German submarine U-447 was a Type VIIC U-boat built for Nazi Germany's Kriegsmarine for service during World War II.
She was laid down on 1 July 1941 by Schichau-Werke, Danzig as yard number 1507, launched on 30 April 1942 and commissioned on 11 July 1942 under Oberleutnant zur See Friedrich-Wilhelm Bothe.

==Design==
German Type VIIC submarines were preceded by the shorter Type VIIB submarines. U-447 had a displacement of 769 t when at the surface and 871 t while submerged.
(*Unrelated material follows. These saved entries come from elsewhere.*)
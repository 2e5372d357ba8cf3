//! Binding environment for rule evaluation.
//!
//! Variables are dense per-rule indices, so bindings live in a flat slot
//! array. Every binding is recorded on a trail; [`BindingEnv::push`] marks
//! the trail and [`BindingEnv::unwind`] undoes everything bound since the
//! matching mark, which is how the join backtracks.

use std::sync::Arc;

use strata_foundation::{Error, ErrorKind, Literal, Node, Result, Triple};
use strata_language::{Functor, PatternNode, Term, TriplePattern, Var};

/// Variable bindings of one rule evaluation.
#[derive(Clone, Debug, Default)]
pub struct BindingEnv {
    /// Current value of each variable.
    slots: Vec<Option<Node>>,
    /// Variables in the order they were bound.
    trail: Vec<Var>,
    /// Trail lengths recorded by `push`.
    marks: Vec<usize>,
}

impl BindingEnv {
    /// Creates an environment for a rule with `var_count` variables.
    #[must_use]
    pub fn new(var_count: usize) -> Self {
        Self {
            slots: vec![None; var_count],
            trail: Vec::new(),
            marks: Vec::new(),
        }
    }

    /// Opens a new binding scope.
    pub fn push(&mut self) {
        self.marks.push(self.trail.len());
    }

    /// Undoes every binding made since the matching [`push`](Self::push).
    pub fn unwind(&mut self) {
        let Some(mark) = self.marks.pop() else {
            return;
        };
        while self.trail.len() > mark {
            if let Some(var) = self.trail.pop() {
                self.slots[var.index()] = None;
            }
        }
    }

    /// Returns the current scope depth.
    #[must_use]
    pub fn depth(&self) -> usize {
        self.marks.len()
    }

    /// Binds a variable.
    ///
    /// Succeeds without change if the variable already holds an equal value;
    /// fails on a conflicting value or an out-of-range variable.
    pub fn bind(&mut self, var: Var, value: Node) -> bool {
        let Some(slot) = self.slots.get_mut(var.index()) else {
            return false;
        };
        match slot {
            Some(existing) => *existing == value,
            None => {
                *slot = Some(value);
                self.trail.push(var);
                true
            }
        }
    }

    /// Returns the value bound to a variable.
    #[must_use]
    pub fn get(&self, var: Var) -> Option<&Node> {
        self.slots.get(var.index()).and_then(Option::as_ref)
    }

    /// Returns true if the variable is bound.
    #[must_use]
    pub fn is_bound(&self, var: Var) -> bool {
        self.get(var).is_some()
    }

    /// Returns the most ground version of a term: the bound value of a
    /// variable, or the term itself.
    #[must_use]
    pub fn resolve(&self, term: &Term) -> Term {
        match term {
            Term::Variable(var) => match self.get(*var) {
                Some(node) => Term::Constant(node.clone()),
                None => term.clone(),
            },
            _ => term.clone(),
        }
    }

    /// Returns the node a term stands for, if it is ground.
    #[must_use]
    pub fn value(&self, term: &Term) -> Option<Node> {
        match term {
            Term::Constant(node) => Some(node.clone()),
            Term::Variable(var) => self.get(*var).cloned(),
            Term::Wildcard => None,
        }
    }

    /// Returns the node a subject or object position stands for, if it is
    /// ground. A functor with every argument ground becomes a structured
    /// literal.
    #[must_use]
    pub fn pattern_value(&self, node: &PatternNode) -> Option<Node> {
        match node {
            PatternNode::Term(term) => self.value(term),
            PatternNode::Functor(functor) => self.structure(functor),
        }
    }

    fn structure(&self, functor: &Functor) -> Option<Node> {
        let args = functor
            .args
            .iter()
            .map(|arg| self.value(arg))
            .collect::<Option<Vec<_>>>()?;
        Some(Node::Literal(Literal::Structured(Arc::new(
            strata_foundation::Structure::new(functor.name.clone(), args),
        ))))
    }

    /// Unifies a term with a node, binding variables as needed.
    pub fn match_term(&mut self, term: &Term, node: &Node) -> bool {
        match term {
            Term::Constant(constant) => constant == node,
            Term::Variable(var) => self.bind(*var, node.clone()),
            Term::Wildcard => true,
        }
    }

    /// Unifies a subject or object position with a node.
    ///
    /// A functor matches a structured literal with the same name and arity
    /// whose arguments unify pairwise.
    pub fn match_node(&mut self, pattern: &PatternNode, node: &Node) -> bool {
        match pattern {
            PatternNode::Term(term) => self.match_term(term, node),
            PatternNode::Functor(functor) => {
                let Some(structure) = node.as_literal().and_then(Literal::as_structure) else {
                    return false;
                };
                structure.name == functor.name
                    && structure.args.len() == functor.args.len()
                    && functor
                        .args
                        .iter()
                        .zip(&structure.args)
                        .all(|(arg, value)| self.match_term(arg, value))
            }
        }
    }

    /// Unifies all three positions of a pattern with a statement.
    ///
    /// Bindings made before a failing position stay in place; callers wrap
    /// the attempt in [`push`](Self::push)/[`unwind`](Self::unwind).
    pub fn match_triple(&mut self, pattern: &TriplePattern, triple: &Triple) -> bool {
        self.match_node(&pattern.subject, &triple.subject)
            && self.match_term(&pattern.predicate, &triple.predicate)
            && self.match_node(&pattern.object, &triple.object)
    }

    /// Builds the concrete statement a pattern denotes under the current
    /// bindings.
    ///
    /// # Errors
    /// Returns an internal error if a position is still unbound; rule
    /// compilation guarantees head variables are bound by the body.
    pub fn instantiate(&self, pattern: &TriplePattern) -> Result<Triple> {
        let unbound = || {
            Error::new(ErrorKind::Internal(
                "head pattern instantiated with unbound positions".into(),
            ))
        };
        Ok(Triple::new(
            self.pattern_value(&pattern.subject).ok_or_else(unbound)?,
            self.value(&pattern.predicate).ok_or_else(unbound)?,
            self.pattern_value(&pattern.object).ok_or_else(unbound)?,
        ))
    }

    /// Returns the bound variables with their values, by index.
    #[must_use]
    pub fn snapshot(&self) -> Vec<(Var, Node)> {
        self.slots
            .iter()
            .enumerate()
            .filter_map(|(i, slot)| {
                let index = u32::try_from(i).ok()?;
                slot.clone().map(|node| (Var::new(index), node))
            })
            .collect()
    }
}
She had a total length of 67.10 m, a pressure hull length of 50.50 m, a beam of 6.20 m, a height of 9.60 m, and a draught of 4.74 m. The submarine was powered by two Germaniawerft F46 four-stroke, six-cylinder supercharged diesel engines producing a total of 2800 to 3200 PS for use while surfaced, two AEG GU 460/8-276 double-acting electric motors producing a total of 750 PS for use while submerged. She had two shafts and two 1.23 m propellers. The boat was capable of operating at depths of up to 230 m.

The submarine had a maximum surface speed of 17.7 kn and a maximum submerged speed of 7.6 kn. When submerged, the boat could operate for 80 nmi at 4 kn; when surfaced, she could travel 8500 nmi at 10 kn. U-447 was fitted with five 53.3 cm torpedo tubes (four fitted at the bow and one at the stern), fourteen torpedoes, one 8.8 cm SK C/35 naval gun, 220 rounds, and a 2 cm C/30 anti-aircraft gun. The boat had a complement of between forty-four and sixty.

==Service history==
The boat's career began with training at 8th U-boat Flotilla on 11 July 1942, followed by active service on 1 March 1943 as part of the 9th Flotilla for the remainder of her service. In 2 patrols she sank no ships.

===Wolfpacks===
U-447 took part in three wolfpacks, namely:
- Neuland (4 – 6 March 1943)
- Ostmark (6 – 11 March 1943)
- Drossel (29 April – 7 May 1943)

===Fate===
U-447 was sunk on 7 May 1943 in the North Atlantic in position , by depth charges from 2 RAF Hudson bombers from 233 Squadron. All crew members died.